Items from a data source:
________________________________________

use std::collections::{BTreeMap, BTreeSet};

use super::{CommitIntent, EntityStore};
use crate::error::{CommitError, StoreError};
use crate::id::{HouseId, IdGenerator, PlayerId, PledgeId, SiegeId, TileId};
use crate::model::{
    HousePair, Intent, Mutation, Player, Pledge, Siege, SiegeState, Tile, TruceVote, Vote,
    VoteType, WarVote,
};

/// In-memory game state implementing the full store contract.
///
/// Keyed collections enforce the uniqueness invariants structurally: one war
/// per pair, one war vote per voter, one truce vote per (voter, pair).
#[derive(Debug, Clone, Default)]
pub struct MemoryStore {
    tiles: BTreeMap<TileId, Tile>,
    players: BTreeMap<PlayerId, Player>,
    sieges: BTreeMap<SiegeId, Siege>,
    pledges: BTreeMap<PledgeId, Pledge>,
    wars: BTreeSet<HousePair>,
    war_votes: BTreeMap<PlayerId, WarVote>,
    truce_votes: BTreeMap<(PlayerId, HousePair), TruceVote>,
    id_gen: IdGenerator,
}

impl MemoryStore {
    pub fn new() -> Self {
        Self::default()
    }

    // -- Seeding (scenario setup and loading from durable storage) --

    pub fn insert_tile(&mut self, tile: Tile) {
        self.tiles.insert(tile.id.clone(), tile);
    }

    pub fn insert_player(&mut self, player: Player) {
        self.players.insert(player.id.clone(), player);
    }

    pub fn insert_war(&mut self, pair: HousePair) {
        self.wars.insert(pair);
    }

    pub fn remove_war(&mut self, pair: &HousePair) -> bool {
        self.wars.remove(pair)
    }

    /// Insert a siege with its existing id.
    pub fn insert_siege(&mut self, siege: Siege) {
        self.id_gen.observe(siege.id.0);
        self.sieges.insert(siege.id, siege);
    }

    /// Insert a pledge with its existing id.
    pub fn insert_pledge(&mut self, pledge: Pledge) {
        self.id_gen.observe(pledge.id.0);
        self.pledges.insert(pledge.id, pledge);
    }

    pub fn insert_war_vote(&mut self, vote: WarVote) {
        self.war_votes.insert(vote.voter.clone(), vote);
    }

    pub fn insert_truce_vote(&mut self, vote: TruceVote) {
        self.truce_votes
            .insert((vote.voter.clone(), vote.pair()), vote);
    }

    // -- Snapshot access --

    pub fn tiles(&self) -> impl Iterator<Item = &Tile> {
        self.tiles.values()
    }

    pub fn players(&self) -> impl Iterator<Item = &Player> {
        self.players.values()
    }

    pub fn sieges(&self) -> impl Iterator<Item = &Siege> {
        self.sieges.values()
    }

    pub fn pledges(&self) -> impl Iterator<Item = &Pledge> {
        self.pledges.values()
    }

    pub fn wars(&self) -> impl Iterator<Item = &HousePair> {
        self.wars.iter()
    }

    pub fn war_votes(&self) -> impl Iterator<Item = &WarVote> {
        self.war_votes.values()
    }

    pub fn truce_votes(&self) -> impl Iterator<Item = &TruceVote> {
        self.truce_votes.values()
    }

    fn active_siege_on(&self, tile: &TileId) -> Option<&Siege> {
        self.sieges
            .values()
            .find(|s| &s.tile == tile && s.is_active())
    }

    fn is_member(&self, player: &PlayerId, house: &HouseId) -> bool {
        self.players
            .get(player)
            .is_some_and(|p| p.is_member_of(house))
    }

    /// Check that a mutation can apply to the current state.
    fn check(&self, mutation: &Mutation) -> Result<(), String> {
        match mutation {
            Mutation::SetPlayerHouse { player, .. } => match self.players.get(player) {
                None => Err(format!("player {player} does not exist")),
                Some(p) if p.house.is_some() => Err(format!("{player} already joined a house")),
                Some(_) => Ok(()),
            },
            Mutation::SpendTroops { player, troops } => match self.players.get(player) {
                None => Err(format!("player {player} does not exist")),
                Some(p) if p.troops < *troops => {
                    Err(format!("{player} no longer has {troops} troops"))
                }
                Some(_) => Ok(()),
            },
            Mutation::AdjustPlayer { player, .. } => {
                if self.players.contains_key(player) {
                    Ok(())
                } else {
                    Err(format!("player {player} does not exist"))
                }
            }
            Mutation::SetTileOwner { tile, .. } => {
                if self.tiles.contains_key(tile) {
                    Ok(())
                } else {
                    Err(format!("tile {tile} does not exist"))
                }
            }
            Mutation::InsertSiege { tile, .. } => {
                if !self.tiles.contains_key(tile) {
                    Err(format!("tile {tile} does not exist"))
                } else if self.active_siege_on(tile).is_some() {
                    Err(format!("a siege is already active on {tile}"))
                } else {
                    Ok(())
                }
            }
            Mutation::RemoveSiege { siege, tile } | Mutation::RemovePledges { siege, tile } => {
                match self.sieges.get(siege) {
                    Some(s) if s.is_active() && &s.tile == tile => Ok(()),
                    _ => Err(format!("siege {siege} on {tile} is no longer active")),
                }
            }
            Mutation::InsertPledge { siege, tile, .. } => match self.sieges.get(siege) {
                Some(s) if s.is_active() && &s.tile == tile => Ok(()),
                _ => Err(format!("the siege on {tile} has ended")),
            },
            Mutation::InsertWar { pair } => {
                if self.wars.contains(pair) {
                    Err(format!("{pair} are already at war"))
                } else {
                    Ok(())
                }
            }
            Mutation::RemoveWar { pair } => {
                if self.wars.contains(pair) {
                    Ok(())
                } else {
                    Err(format!("{pair} are not at war"))
                }
            }
            Mutation::InsertWarVote { vote } => {
                if self.war_votes.contains_key(&vote.voter) {
                    Err(format!("{} already voted", vote.voter))
                } else {
                    Ok(())
                }
            }
            Mutation::InsertTruceVote { vote } => {
                let pair = vote.pair();
                if self.truce_votes.contains_key(&(vote.voter.clone(), pair.clone())) {
                    Err(format!("{} already voted on this truce", vote.voter))
                } else if !self.wars.contains(&pair) {
                    Err(format!("{pair} are not at war"))
                } else {
                    Ok(())
                }
            }
            Mutation::RemoveWarVotes { .. } | Mutation::RemoveTruceVotes { .. } => Ok(()),
        }
    }

    fn apply(&mut self, mutation: &Mutation) {
        match mutation {
            Mutation::SetPlayerHouse { player, house } => {
                if let Some(p) = self.players.get_mut(player) {
                    p.house = Some(house.clone());
                }
            }
            Mutation::SpendTroops { player, troops } => {
                if let Some(p) = self.players.get_mut(player) {
                    p.troops -= troops;
                }
            }
            Mutation::AdjustPlayer {
                player,
                troops,
                money,
            } => {
                if let Some(p) = self.players.get_mut(player) {
                    p.troops = p.troops.saturating_add_signed(*troops);
                    p.money = p.money.saturating_add_signed(*money);
                }
            }
            Mutation::SetTileOwner { tile, owner } => {
                if let Some(t) = self.tiles.get_mut(tile) {
                    t.owner = owner.clone();
                }
            }
            Mutation::InsertSiege {
                tile,
                attacker,
                created_at,
                expires_at,
            } => {
                let id = SiegeId(self.id_gen.next_id());
                self.sieges.insert(
                    id,
                    Siege {
                        id,
                        tile: tile.clone(),
                        attacker: attacker.clone(),
                        created_at: *created_at,
                        expires_at: *expires_at,
                        state: SiegeState::Active,
                    },
                );
            }
            Mutation::RemoveSiege { siege, .. } => {
                // Resolved sieges are dropped, not kept around.
                self.sieges.remove(siege);
            }
            Mutation::InsertPledge {
                siege,
                player,
                troops,
                side,
                pledged_at,
                ..
            } => {
                let id = PledgeId(self.id_gen.next_id());
                self.pledges.insert(
                    id,
                    Pledge {
                        id,
                        siege: *siege,
                        player: player.clone(),
                        troops: *troops,
                        side: *side,
                        pledged_at: *pledged_at,
                    },
                );
            }
            Mutation::RemovePledges { siege, .. } => {
                self.pledges.retain(|_, p| p.siege != *siege);
            }
            Mutation::InsertWar { pair } => {
                self.wars.insert(pair.clone());
            }
            Mutation::RemoveWar { pair } => {
                self.wars.remove(pair);
            }
            Mutation::InsertWarVote { vote } => {
                self.war_votes.insert(vote.voter.clone(), vote.clone());
            }
            Mutation::RemoveWarVotes { voters, .. } => {
                for voter in voters {
                    self.war_votes.remove(voter);
                }
            }
            Mutation::InsertTruceVote { vote } => {
                self.insert_truce_vote(vote.clone());
            }
            Mutation::RemoveTruceVotes { pair } => {
                self.truce_votes.retain(|(_, p), _| p != pair);
            }
        }
    }
}

impl CommitIntent for MemoryStore {
    fn commit(&mut self, intent: &Intent) -> Result<(), CommitError> {
        // Mutations of one intent never depend on each other, so every check
        // runs against the pre-commit state.
        for mutation in &intent.mutations {
            self.check(mutation).map_err(CommitError::Stale)?;
        }
        for mutation in &intent.mutations {
            self.apply(mutation);
        }
        Ok(())
    }
}

impl EntityStore for MemoryStore {
    fn tile(&self, tile: &TileId) -> Result<Option<Tile>, StoreError> {
        Ok(self.tiles.get(tile).cloned())
    }

    fn player(&self, player: &PlayerId) -> Result<Option<Player>, StoreError> {
        Ok(self.players.get(player).cloned())
    }

    fn house_members(&self, house: &HouseId) -> Result<Vec<Player>, StoreError> {
        Ok(self
            .players
            .values()
            .filter(|p| p.is_member_of(house))
            .cloned()
            .collect())
    }

    fn siege(&self, siege: SiegeId) -> Result<Option<Siege>, StoreError> {
        Ok(self.sieges.get(&siege).cloned())
    }

    fn active_siege(&self, tile: &TileId) -> Result<Option<Siege>, StoreError> {
        Ok(self.active_siege_on(tile).cloned())
    }

    fn active_sieges(&self) -> Result<Vec<Siege>, StoreError> {
        Ok(self
            .sieges
            .values()
            .filter(|s| s.is_active())
            .cloned()
            .collect())
    }

    fn pledges_for_siege(&self, siege: SiegeId) -> Result<Vec<Pledge>, StoreError> {
        Ok(self
            .pledges
            .values()
            .filter(|p| p.siege == siege)
            .cloned()
            .collect())
    }

    fn pledges_for_player(&self, player: &PlayerId) -> Result<Vec<Pledge>, StoreError> {
        Ok(self
            .pledges
            .values()
            .filter(|p| &p.player == player)
            .cloned()
            .collect())
    }

    fn war_exists(&self, a: &HouseId, b: &HouseId) -> Result<bool, StoreError> {
        Ok(self.wars.contains(&HousePair::of(a, b)))
    }

    fn votes_by_voter_and_type(
        &self,
        voter: &PlayerId,
        kind: VoteType,
    ) -> Result<Vec<Vote>, StoreError> {
        let votes = match kind {
            VoteType::War => self
                .war_votes
                .get(voter)
                .cloned()
                .map(Vote::War)
                .into_iter()
                .collect(),
            VoteType::Truce => self
                .truce_votes
                .iter()
                .filter(|((v, _), _)| v == voter)
                .map(|(_, vote)| Vote::Truce(vote.clone()))
                .collect(),
        };
        Ok(votes)
    }

    fn war_votes_for_house(&self, house: &HouseId) -> Result<Vec<WarVote>, StoreError> {
        Ok(self
            .war_votes
            .values()
            .filter(|v| self.is_member(&v.voter, house))
            .cloned()
            .collect())
    }

    fn war_ballot_houses(&self) -> Result<Vec<HouseId>, StoreError> {
        let houses: BTreeSet<HouseId> = self
            .war_votes
            .values()
            .filter_map(|v| self.players.get(&v.voter).and_then(|p| p.house.clone()))
            .collect();
        Ok(houses.into_iter().collect())
    }

    fn truce_votes_for_pair(&self, pair: &HousePair) -> Result<Vec<TruceVote>, StoreError> {
        Ok(self
            .truce_votes
            .iter()
            .filter(|((_, p), _)| p == pair)
            .map(|(_, vote)| vote.clone())
            .collect())
    }

    fn truce_ballot_pairs(&self) -> Result<Vec<HousePair>, StoreError> {
        let pairs: BTreeSet<HousePair> = self.truce_votes.keys().map(|(_, p)| p.clone()).collect();
        Ok(pairs.into_iter().collect())
    }
}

________________________________________

### Exercise aim
Please print exactly what appears from the first line of the data through the line with "pub fn insert_player(&mut", including both of those lines and nothing past them.

### Written reply
use std::collections::{BTreeMap, BTreeSet};

use super::{CommitIntent, EntityStore};
use crate::error::{CommitError, StoreError};
use crate::id::{HouseId, IdGenerator, PlayerId, PledgeId, SiegeId, TileId};
use crate::model::{
    HousePair, Intent, Mutation, Player, Pledge, Siege, SiegeState, Tile, TruceVote, Vote,
    VoteType, WarVote,
};

/// In-memory game state implementing the full store contract.
///
/// Keyed collections enforce the uniqueness invariants structurally: one war
/// per pair, one war vote per voter, one truce vote per (voter, pair).
#[derive(Debug, Clone, Default)]
pub struct MemoryStore {
    tiles: BTreeMap<TileId, Tile>,
    players: BTreeMap<PlayerId, Player>,
    sieges: BTreeMap<SiegeId, Siege>,
    pledges: BTreeMap<PledgeId, Pledge>,
    wars: BTreeSet<HousePair>,
    war_votes: BTreeMap<PlayerId, WarVote>,
    truce_votes: BTreeMap<(PlayerId, HousePair), TruceVote>,
    id_gen: IdGenerator,
}

impl MemoryStore {
    pub fn new() -> Self {
        Self::default()
    }

    // -- Seeding (scenario setup and loading from durable storage) --

    pub fn insert_tile(&mut self, tile: Tile) {
        self.tiles.insert(tile.id.clone(), tile);
    }

    pub fn insert_player(&mut self, player: Player) {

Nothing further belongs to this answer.